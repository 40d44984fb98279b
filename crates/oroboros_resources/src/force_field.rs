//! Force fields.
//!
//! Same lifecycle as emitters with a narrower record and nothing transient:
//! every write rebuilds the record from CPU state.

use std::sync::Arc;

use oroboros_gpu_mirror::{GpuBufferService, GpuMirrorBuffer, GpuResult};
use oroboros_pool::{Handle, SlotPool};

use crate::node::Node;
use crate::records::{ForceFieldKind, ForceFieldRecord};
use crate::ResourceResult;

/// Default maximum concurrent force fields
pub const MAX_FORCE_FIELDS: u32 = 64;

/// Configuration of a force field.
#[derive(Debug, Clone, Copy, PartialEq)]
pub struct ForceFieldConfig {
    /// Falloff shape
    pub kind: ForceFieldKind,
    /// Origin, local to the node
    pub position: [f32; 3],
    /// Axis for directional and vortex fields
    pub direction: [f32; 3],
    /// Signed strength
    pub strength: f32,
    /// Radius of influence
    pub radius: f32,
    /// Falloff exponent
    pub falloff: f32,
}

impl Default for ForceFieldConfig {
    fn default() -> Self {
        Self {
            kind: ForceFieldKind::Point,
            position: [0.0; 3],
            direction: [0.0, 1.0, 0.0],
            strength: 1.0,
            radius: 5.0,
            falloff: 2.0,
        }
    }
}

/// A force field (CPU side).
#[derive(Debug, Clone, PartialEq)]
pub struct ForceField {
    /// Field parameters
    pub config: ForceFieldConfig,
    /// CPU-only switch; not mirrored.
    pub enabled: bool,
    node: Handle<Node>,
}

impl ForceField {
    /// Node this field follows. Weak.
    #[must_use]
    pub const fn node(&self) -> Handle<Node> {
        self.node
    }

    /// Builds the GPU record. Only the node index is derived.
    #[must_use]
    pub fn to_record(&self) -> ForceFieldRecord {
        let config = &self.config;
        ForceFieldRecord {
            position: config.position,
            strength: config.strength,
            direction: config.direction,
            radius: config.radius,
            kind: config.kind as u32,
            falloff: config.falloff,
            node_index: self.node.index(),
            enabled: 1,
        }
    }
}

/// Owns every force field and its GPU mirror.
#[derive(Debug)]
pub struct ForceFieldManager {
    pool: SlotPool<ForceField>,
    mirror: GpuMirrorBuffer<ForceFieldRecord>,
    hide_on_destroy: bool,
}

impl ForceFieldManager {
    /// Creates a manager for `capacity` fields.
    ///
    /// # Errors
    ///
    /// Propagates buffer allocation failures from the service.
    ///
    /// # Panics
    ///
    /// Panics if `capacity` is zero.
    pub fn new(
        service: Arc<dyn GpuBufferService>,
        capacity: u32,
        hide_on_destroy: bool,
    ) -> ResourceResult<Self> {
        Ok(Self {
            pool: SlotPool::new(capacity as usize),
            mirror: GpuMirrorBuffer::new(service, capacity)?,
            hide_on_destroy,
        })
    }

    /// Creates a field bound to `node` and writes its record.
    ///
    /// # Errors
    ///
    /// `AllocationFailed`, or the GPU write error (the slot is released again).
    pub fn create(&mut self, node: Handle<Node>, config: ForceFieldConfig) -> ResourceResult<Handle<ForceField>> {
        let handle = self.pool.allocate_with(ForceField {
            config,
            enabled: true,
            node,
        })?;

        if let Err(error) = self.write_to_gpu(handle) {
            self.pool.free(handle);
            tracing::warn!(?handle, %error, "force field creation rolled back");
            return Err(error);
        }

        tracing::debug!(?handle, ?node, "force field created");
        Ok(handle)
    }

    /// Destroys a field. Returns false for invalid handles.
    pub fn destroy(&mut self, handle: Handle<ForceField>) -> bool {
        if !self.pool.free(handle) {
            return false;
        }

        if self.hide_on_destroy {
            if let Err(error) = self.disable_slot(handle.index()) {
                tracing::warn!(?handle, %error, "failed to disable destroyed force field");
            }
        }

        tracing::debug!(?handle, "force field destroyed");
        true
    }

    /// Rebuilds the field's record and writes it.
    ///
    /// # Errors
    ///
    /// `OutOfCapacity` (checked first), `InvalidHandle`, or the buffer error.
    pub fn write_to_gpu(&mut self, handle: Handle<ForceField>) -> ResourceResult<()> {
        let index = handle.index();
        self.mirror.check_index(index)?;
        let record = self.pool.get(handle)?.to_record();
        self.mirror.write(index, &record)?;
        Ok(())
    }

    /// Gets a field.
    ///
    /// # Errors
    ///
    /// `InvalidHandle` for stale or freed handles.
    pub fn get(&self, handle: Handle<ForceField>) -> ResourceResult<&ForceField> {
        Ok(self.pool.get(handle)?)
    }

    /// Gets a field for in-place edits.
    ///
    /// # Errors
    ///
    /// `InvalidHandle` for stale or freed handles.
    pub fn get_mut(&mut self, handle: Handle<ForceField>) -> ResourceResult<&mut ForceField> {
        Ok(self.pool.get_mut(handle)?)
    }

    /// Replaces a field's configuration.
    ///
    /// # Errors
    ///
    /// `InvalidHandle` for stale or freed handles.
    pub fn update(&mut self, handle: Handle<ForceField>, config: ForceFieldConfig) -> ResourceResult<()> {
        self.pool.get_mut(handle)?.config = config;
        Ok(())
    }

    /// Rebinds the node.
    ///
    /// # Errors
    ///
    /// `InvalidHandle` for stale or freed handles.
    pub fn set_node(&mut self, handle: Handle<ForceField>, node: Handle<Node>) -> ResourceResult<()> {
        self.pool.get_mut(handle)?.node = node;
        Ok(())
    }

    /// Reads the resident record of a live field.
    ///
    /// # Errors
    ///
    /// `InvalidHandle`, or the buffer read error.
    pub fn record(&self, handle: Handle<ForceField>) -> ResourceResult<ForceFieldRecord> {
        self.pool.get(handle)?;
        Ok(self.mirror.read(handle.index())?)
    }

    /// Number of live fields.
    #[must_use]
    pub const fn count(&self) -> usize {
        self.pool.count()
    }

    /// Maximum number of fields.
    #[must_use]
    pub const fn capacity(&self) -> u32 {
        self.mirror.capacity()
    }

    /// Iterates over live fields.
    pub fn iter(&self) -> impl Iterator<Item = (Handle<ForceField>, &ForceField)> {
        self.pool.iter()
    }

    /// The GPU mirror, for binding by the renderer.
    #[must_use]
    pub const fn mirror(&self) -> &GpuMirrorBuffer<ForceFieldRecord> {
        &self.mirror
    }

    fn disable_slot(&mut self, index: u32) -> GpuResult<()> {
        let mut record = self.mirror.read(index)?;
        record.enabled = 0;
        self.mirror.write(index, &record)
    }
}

▶ **Work task**: Copy out each line in the listing that has the word "enabled".

▶ **Solution below**:
    pub enabled: bool,
            enabled: 1,
            enabled: true,
        record.enabled = 0;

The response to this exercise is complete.